En France, une grossesse sur quatre (1/4) se termine par une interruption spontanée de grossesse dans les vingt-deux premières semaines d'aménorrhée, et une femme sur dix risque (1/10) de subir une interruption spontanée de grossesse au cours de sa vie. Chaque année, 200 000 françaises sont concernées.
Subir une interruption spontanée de grossesse est un évènement qui peut entraîner des conséquences aussi bien physiques que psychologiques. C'est pourquoi, afin de mieux accompagner les salariées, et leur conjoint(e), concubin(e) ou partenaire de Pacs, face à cette épreuve, les partenaires sociaux ont souhaité leur donner le droit de s'absenter quelques jours à l'occasion de sa survenance.
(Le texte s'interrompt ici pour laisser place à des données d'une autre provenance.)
use std::fmt::Display;
use std::num::ParseIntError;
use std::str::Utf8Error;
use std::string::FromUtf8Error;
use std::{fmt, io};

/// Error surface of the whole workspace. Decode failures, wire failures and
/// engine-level failures all travel through this one enum so the pump loop
/// can classify them in one place.
#[derive(Debug)]
pub enum ReError {
    //////////////////////
    // Common
    //////////////////////
    /// The parser had an error (recoverable)
    Error(String),

    /// Byte code is incomplete: the buffer ended before the declared width
    Incomplete(Needed),

    /// Malformed bytes at a known offset inside an event body
    DecodeError { offset: usize, reason: String },

    //////////////////////
    // IO / wire
    //////////////////////
    IoError(io::Error),
    Utf8Error(Utf8Error),
    FromUtf8Error(FromUtf8Error),
    ParseIntError(ParseIntError),

    ConnectionError(String),
    /// The admin connection died mid-command; retried up to 3 times
    BadConnection(String),
    Unauthorized(String),

    //////////////////////
    // Engine
    //////////////////////
    /// `binlog_format` is not ROW
    BinlogFormatMismatch(String),
    /// Table is filtered out by the include/exclude regex lists
    ExcludedTable(String),
    /// Schema fetch failed recently; negative-cached
    MissingTableMeta(String),
    TableNotExist(String),
    /// Non-nil status returned by a user handler
    HandlerError(String),
    /// The stream was closed while a read was pending
    StreamClosed,

    ConfigError(String),
}

impl Display for ReError {
    fn fmt(&self, f: &mut std::fmt::Formatter) -> fmt::Result {
        match self {
            ReError::Error(s) | ReError::ConnectionError(s) | ReError::BadConnection(s) => {
                write!(f, "{}", s)
            }
            ReError::Incomplete(n) => write!(f, "incomplete data: {}", n),
            ReError::DecodeError { offset, reason } => {
                write!(f, "decode error at offset {}: {}", offset, reason)
            }
            ReError::IoError(err) => write!(f, "{}", err),
            ReError::Utf8Error(err) => write!(f, "{}", err),
            ReError::FromUtf8Error(err) => write!(f, "{}", err),
            ReError::ParseIntError(err) => write!(f, "{}", err),
            ReError::Unauthorized(s) => write!(f, "unauthorized: {}", s),
            ReError::BinlogFormatMismatch(s) => {
                write!(f, "binlog must be ROW format, but {} now", s)
            }
            ReError::ExcludedTable(s) => write!(f, "excluded table meta: {}", s),
            ReError::MissingTableMeta(s) => write!(f, "missing table meta: {}", s),
            ReError::TableNotExist(s) => write!(f, "table not exist: {}", s),
            ReError::HandlerError(s) => write!(f, "handler error: {}", s),
            ReError::StreamClosed => write!(f, "stream closed"),
            ReError::ConfigError(s) => write!(f, "config error: {}", s),
        }
    }
}

impl std::error::Error for ReError {}

impl ReError {
    pub fn incomplete() -> Self {
        ReError::Incomplete(Needed::NoEnoughData)
    }

    pub fn decode(offset: usize, reason: impl Into<String>) -> Self {
        ReError::DecodeError {
            offset,
            reason: reason.into(),
        }
    }

    /// Transport-level failures are the ones the engine may retry through
    /// the reconnect state machine.
    pub fn is_transport(&self) -> bool {
        matches!(
            self,
            ReError::IoError(_)
                | ReError::ConnectionError(_)
                | ReError::BadConnection(_)
                | ReError::StreamClosed
        )
    }
}

impl From<io::Error> for ReError {
    fn from(error: io::Error) -> Self {
        ReError::IoError(error)
    }
}

impl From<Utf8Error> for ReError {
    fn from(error: Utf8Error) -> Self {
        ReError::Utf8Error(error)
    }
}

impl From<FromUtf8Error> for ReError {
    fn from(error: FromUtf8Error) -> Self {
        ReError::FromUtf8Error(error)
    }
}

impl From<ParseIntError> for ReError {
    fn from(error: ParseIntError) -> Self {
        ReError::ParseIntError(error)
    }
}

/// Contains information on needed data if a parser returned `Incomplete`
#[derive(Debug, PartialEq, Eq, Clone)]
pub enum Needed {
    /// Needs more data, but we do not know how much
    Unknown,

    NoEnoughData,

    InvalidUtf8,

    InvalidData(String),
}

impl Display for Needed {
    fn fmt(&self, f: &mut std::fmt::Formatter) -> fmt::Result {
        match self {
            Needed::Unknown => write!(f, "Unknown"),
            Needed::NoEnoughData => write!(f, "NoEnoughData"),
            Needed::InvalidUtf8 => write!(f, "InvalidUtf8"),
            Needed::InvalidData(s) => write!(f, "{}", s),
        }
    }
}
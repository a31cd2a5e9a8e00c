use std::fmt::{Display, Formatter};

use serde::Serialize;

use common::err::replica_error::ReError;

use crate::gtid::interval::{normalize, Interval};
use crate::gtid::parse_sid;

/// All executed transactions of one source server: its uuid plus a
/// normalized list of gno runs.
#[derive(Debug, Serialize, Clone, PartialEq)]
pub struct UuidSet {
    pub sid: String,
    pub intervals: Vec<Interval>,
}

impl UuidSet {
    pub fn new(sid: String, mut intervals: Vec<Interval>) -> Self {
        normalize(&mut intervals);
        UuidSet { sid, intervals }
    }

    /// Parse `uuid:1-3:7-9:12`. A bare `uuid` yields no intervals.
    pub fn parse(text: &str) -> Result<UuidSet, ReError> {
        let mut parts = text.split(':');
        let sid_text = parts
            .next()
            .ok_or_else(|| ReError::Error(format!("invalid uuid set {}", text)))?;
        let sid = crate::gtid::format_sid(&parse_sid(sid_text)?);

        let mut intervals = Vec::new();
        for token in parts {
            let range: Vec<&str> = token.split('-').collect();
            let interval = match range.len() {
                1 => {
                    let v: i64 = range[0].parse()?;
                    Interval::new(v, v + 1)
                }
                2 => {
                    let start: i64 = range[0].parse()?;
                    let stop: i64 = range[1].parse()?;
                    Interval::new(start, stop + 1)
                }
                _ => {
                    return Err(ReError::Error(format!(
                        "invalid interval format {}",
                        token
                    )))
                }
            };
            if interval.stop <= interval.start {
                return Err(ReError::Error(format!("invalid interval {}", token)));
            }
            intervals.push(interval);
        }

        Ok(UuidSet::new(sid, intervals))
    }

    /// Record one executed transaction number.
    pub fn add_gno(&mut self, gno: i64) {
        self.intervals.push(Interval::new(gno, gno + 1));
        normalize(&mut self.intervals);
    }

    pub fn push_interval(&mut self, interval: Interval) {
        self.intervals.push(interval);
        normalize(&mut self.intervals);
    }

    /// Every interval of `other` fully covered here.
    pub fn contains(&self, other: &UuidSet) -> bool {
        if self.sid != other.sid {
            return false;
        }
        other
            .intervals
            .iter()
            .all(|o| self.intervals.iter().any(|s| s.contains(o)))
    }

    /// Merge the runs of `other` (same sid assumed).
    pub fn union(&mut self, other: &UuidSet) {
        self.intervals.extend_from_slice(&other.intervals);
        normalize(&mut self.intervals);
    }
}

impl Display for UuidSet {
    fn fmt(&self, f: &mut Formatter<'_>) -> std::fmt::Result {
        write!(f, "{}", self.sid)?;
        for iv in &self.intervals {
            write!(f, ":{}", iv)?;
        }
        Ok(())
    }
}

#[cfg(test)]
mod test {
    use super::*;

    const SID: &str = "de278ad0-2106-11e4-9f8e-6edd0ca20947";

    #[test]
    fn parse_and_display() {
        let s = UuidSet::parse(&format!("{}:1-3:7-9", SID)).unwrap();
        assert_eq!(s.to_string(), format!("{}:1-3:7-9", SID));

        let s = UuidSet::parse(&format!("{}:1-3:4", SID)).unwrap();
        assert_eq!(s.to_string(), format!("{}:1-4", SID));
    }

    #[test]
    fn add_gno_extends_runs() {
        let mut s = UuidSet::parse(&format!("{}:1-3", SID)).unwrap();
        s.add_gno(4);
        assert_eq!(s.to_string(), format!("{}:1-4", SID));
        s.add_gno(10);
        assert_eq!(s.to_string(), format!("{}:1-4:10", SID));
    }

    #[test]
    fn containment() {
        let a = UuidSet::parse(&format!("{}:1-10", SID)).unwrap();
        let b = UuidSet::parse(&format!("{}:2-4:7", SID)).unwrap();
        assert!(a.contains(&b));
        assert!(!b.contains(&a));
    }
}
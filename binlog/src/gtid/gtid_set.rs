use std::collections::BTreeMap;
use std::fmt::{Display, Formatter};

use serde::Serialize;

use common::err::replica_error::ReError;

use crate::gtid::interval::Interval;
use crate::gtid::uuid_set::UuidSet;
use crate::gtid::{format_sid, parse_sid};

/// MySQL-flavor executed set: `uuid:i-j[:k-l...][,uuid:...]`.
#[derive(Debug, Serialize, Clone, PartialEq, Default)]
pub struct MysqlGtidSet {
    pub sets: BTreeMap<String, UuidSet>,
}

impl MysqlGtidSet {
    pub fn new() -> Self {
        MysqlGtidSet {
            sets: BTreeMap::new(),
        }
    }

    /// Parse the `gtid_executed` text form. Newlines between uuid sets (as
    /// the server prints them) are tolerated.
    pub fn parse(text: &str) -> Result<MysqlGtidSet, ReError> {
        let mut sets = BTreeMap::new();
        if !text.trim().is_empty() {
            let cleaned = text.replace('\n', "");
            for part in cleaned.split(',') {
                let us = UuidSet::parse(part.trim())?;
                sets.insert(us.sid.clone(), us);
            }
        }
        Ok(MysqlGtidSet { sets })
    }

    pub fn is_empty(&self) -> bool {
        self.sets.is_empty()
    }

    /// Record one executed transaction.
    pub fn add_gtid(&mut self, sid: &str, gno: i64) -> Result<(), ReError> {
        let sid = format_sid(&parse_sid(sid)?);
        self.sets
            .entry(sid.clone())
            .or_insert_with(|| UuidSet::new(sid, vec![]))
            .add_gno(gno);
        Ok(())
    }

    pub fn contains(&self, other: &MysqlGtidSet) -> bool {
        other.sets.iter().all(|(sid, o)| {
            self.sets
                .get(sid)
                .map(|s| s.contains(o))
                .unwrap_or(false)
        })
    }

    pub fn union(&mut self, other: &MysqlGtidSet) {
        for (sid, o) in &other.sets {
            match self.sets.get_mut(sid) {
                Some(s) => s.union(o),
                None => {
                    self.sets.insert(sid.clone(), o.clone());
                }
            }
        }
    }

    /// Binary form the `COM_BINLOG_DUMP_GTID` command carries:
    /// `n_sids u64 | (sid 16B | n_intervals u64 | (start u64, stop u64)*)*`
    pub fn encode(&self) -> Result<Vec<u8>, ReError> {
        let mut buf = Vec::with_capacity(8 + self.sets.len() * 40);
        buf.extend_from_slice(&(self.sets.len() as u64).to_le_bytes());

        for us in self.sets.values() {
            buf.extend_from_slice(&parse_sid(&us.sid)?);
            buf.extend_from_slice(&(us.intervals.len() as u64).to_le_bytes());
            for iv in &us.intervals {
                buf.extend_from_slice(&(iv.start as u64).to_le_bytes());
                buf.extend_from_slice(&(iv.stop as u64).to_le_bytes());
            }
        }
        Ok(buf)
    }

    /// Inverse of `encode`, used for PREVIOUS_GTIDS bodies.
    pub fn decode(data: &[u8]) -> Result<MysqlGtidSet, ReError> {
        let mut sets = BTreeMap::new();
        let mut pos = 0usize;

        let n_sids = read_u64(data, &mut pos)?;
        for _ in 0..n_sids {
            if data.len() < pos + 16 {
                return Err(ReError::incomplete());
            }
            let mut sid = [0u8; 16];
            sid.copy_from_slice(&data[pos..pos + 16]);
            pos += 16;
            let sid = format_sid(&sid);

            let n_intervals = read_u64(data, &mut pos)?;
            let mut intervals = Vec::with_capacity(n_intervals as usize);
            for _ in 0..n_intervals {
                let start = read_u64(data, &mut pos)? as i64;
                let stop = read_u64(data, &mut pos)? as i64;
                intervals.push(Interval::new(start, stop));
            }
            sets.insert(sid.clone(), UuidSet::new(sid, intervals));
        }

        Ok(MysqlGtidSet { sets })
    }
}

fn read_u64(data: &[u8], pos: &mut usize) -> Result<u64, ReError> {
    let bytes = data
        .get(*pos..*pos + 8)
        .ok_or_else(ReError::incomplete)?;
    *pos += 8;
    Ok(u64::from_le_bytes(bytes.try_into().unwrap()))
}

impl Display for MysqlGtidSet {
    fn fmt(&self, f: &mut Formatter<'_>) -> std::fmt::Result {
        let mut first = true;
        for us in self.sets.values() {
            if !first {
                write!(f, ",")?;
            }
            first = false;
            write!(f, "{}", us)?;
        }
        Ok(())
    }
}
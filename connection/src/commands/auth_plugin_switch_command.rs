use crate::commands::{scramble_native, scramble_sha256};
use crate::declar::auth_plugin_names::AuthPlugin;

/// Reply to an AuthSwitchRequest: just the freshly scrambled password.
#[derive(Debug)]
pub struct AuthPluginSwitchCommand<'a> {
    password: &'a str,
    auth_plugin_data: &'a [u8],
    auth_plugin: AuthPlugin,
}

impl<'a> AuthPluginSwitchCommand<'a> {
    pub fn new(password: &'a str, auth_plugin_data: &'a [u8], auth_plugin: AuthPlugin) -> Self {
        AuthPluginSwitchCommand {
            password,
            auth_plugin_data,
            auth_plugin,
        }
    }

    pub fn serialize(&self) -> Vec<u8> {
        match self.auth_plugin {
            AuthPlugin::MySqlNativePassword => {
                scramble_native(self.password, self.auth_plugin_data)
            }
            AuthPlugin::CachingSha2Password => {
                scramble_sha256(self.password, self.auth_plugin_data)
            }
        }
    }
}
De même, plus de 200 000 femmes sont concernées par une interruption volontaire de grossesse (IVG) ; c'est un peu plus de 600 par jours.
Subir une interruption volontaire de grossesse (IVG) est aussi un événement traumatisant psychologiquement. Il apparaît important aux partenaires sociaux d'accompagner les salariées, et leur conjoint(e), concubin(e) ou partenaire de Pacs dans cette épreuve en leur donnant le droit de disposer de quelques jours.